A propos de lecture (s) / propos de lectrice

J'écoute Finkielkraut, que j'aime bien malgré sa propension à la prophétie catastrophiste, sa parole possédée de pythie en proie à la transe. Il parle de livres et de lecture avec Charles Dantzig et Michel Crépu, et cite une prof  - Catherine Henry ? - qui s'émeut de ne plus pouvoir faire lire ses élèves, à cause de toutes les esquives que leur permettent les "nouvelles technologies".

J'ai une réponse, moi, absolument pas dans l'air du temps. Le meilleur moyen de partager une lecture avec une classe, une fois que l'on a obtenu d'eux une forme de discipline, c'est de lire avec eux, à voix haute, en classe. Évidemment ça demande du temps, et une pratique du commentaire cursif plus que de la sacro-sainte "lecture analytique". Mais ça marche, je l'ai fait, entre autres avec des garçons dont certains ne touchaient jamais un livre, dont l'un, 18 ans, m'a dit n'avoir jamais LU un livre. On a lu, ensemble, presque tout Le Vicomte pourfendu. Je leur dois un moment de bonheur pédagogique que j'ai déjà conté à satiété et que j'écris à présent : tout en commentant le texte avec eux (réponses à leurs questions, réflexion partagée sur les excentricités du récit) je me suis interrogée à voix haute sur le fait que c'était la moitié droite du vicomte qui était la mauvaise -

        «  - Je ne comprends pas, d'habitude, c'est le côté gauche qui est considéré comme néfaste...
           - Mais madame, (enfin, à quoi tu penses ?), la moitié droite, c'est la moitié sans cœur ! »

 Je considère cette mince anecdote comme la justification absolue de cette manière de travailler. Cela signifie que même une « mauvaise classe » peut apporter quelque chose à un professeur, dès lors qu'il y a échange. Cela signifie aussi que le livre les occupe, et se met à les habiter, même si ce n'est pas forcément un « grand livre », n'en déplaise à Finkielkraut et à ses invités.

J'ai vu un garçon prêter à une des ses camarades, l'année qui a suivi sa lecture, Les Coquillages de M. Chabre de Zola, nouvelle hilarante et un peu lourdingue sur un adultère romanesque du côté de Guérande. Cela signifie surtout que la lecture, pour exister, a besoin d'être incarnée, de passer par la voix, par le corps.
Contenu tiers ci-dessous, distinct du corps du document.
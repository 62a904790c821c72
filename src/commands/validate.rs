//! Validate command
//!
//! Resolves and validates a release configuration, selects the login
//! strategy and builds every artifact descriptor without installing the CLI,
//! extracting archives or uploading anything.

use std::path::Path;

use anyhow::{Context, Result};
use tracing::debug;

use super::{load_inputs, local_collaborators};
use crate::infrastructure::{EnvironmentResourceNames, ProcessEnvironment};
use crate::services::{DryRunBackend, ReleaseService};
use crate::ui;

/// Execute validate command
pub fn execute(config: &Path, metadata: Option<&Path>) -> Result<()> {
    ui::print_config_title(config);
    let (metadata, options) = load_inputs(config, metadata)?;
    debug!("Loaded {} metadata parameter(s)", metadata.parameters.len());

    let resource_names = EnvironmentResourceNames::new(&ProcessEnvironment);
    let service = ReleaseService::new(local_collaborators(&metadata, &resource_names), DryRunBackend::new());

    let check = service
        .check(&options)
        .with_context(|| format!("{} is not a valid release configuration", config.display()))?;

    ui::print_login(&check.login);
    for descriptor in &check.artifacts {
        ui::print_artifact(descriptor);
    }
    ui::print_ready(check.artifacts.len());
    Ok(())
}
Il faut lire à voix haute, ensemble, dès l'école primaire. Mes élèves de première ne savent pas lire, c'est l'un de mes efforts les plus constants, et le texte poétique est bien souvent le vecteur privilégié de cet accès à l'interprétation (sans effets, ce n'est pas la peine, il faut se laisser porter par le texte, le laisser monter en soi).

Mais que d'heures de travail en plus cela demande, ou différent, avec le crayon à la main, les pauses marquées, la ponctuation restaurée dans son sens de respiration du texte. Et pourtant quel bénéfice rien que pour la compréhension du texte et son commentaire ! Mais surtout pour la familiarité avec lui : Mille baisers perdus, mille et mille faveurs, J’ai par longue et curieuse expérience inventé un moyen de me torcher le cul, le plus royal, le plus seigneurial, le plus excellent, le plus expédient, que jamais fut vu, Et la mer et l'amour ont l'amer pour partage, C'était un monde enfant : si ne l'avons-nous pas fouetté et soumis à notre discipline, par l'avantage de notre valeur, et forces naturelles, La reine Priscaraxe cependant devenait plus grosse de ventre de jour en jour, J'ai vu le reître noir foudroyer au travers/ Les masures de France,

« - Madame je me lève le matin et j’ai les textes dans la tête, même pas seulement les miens, la reine Priscaraxe !... »

Voilà. Faites lire les profs, donnez-NOUS du temps, enseignez massivement la lecture à voix haute. Mais pour cela, il faut des heures, de français, dès l’école primaire. Et le sens du plaisir.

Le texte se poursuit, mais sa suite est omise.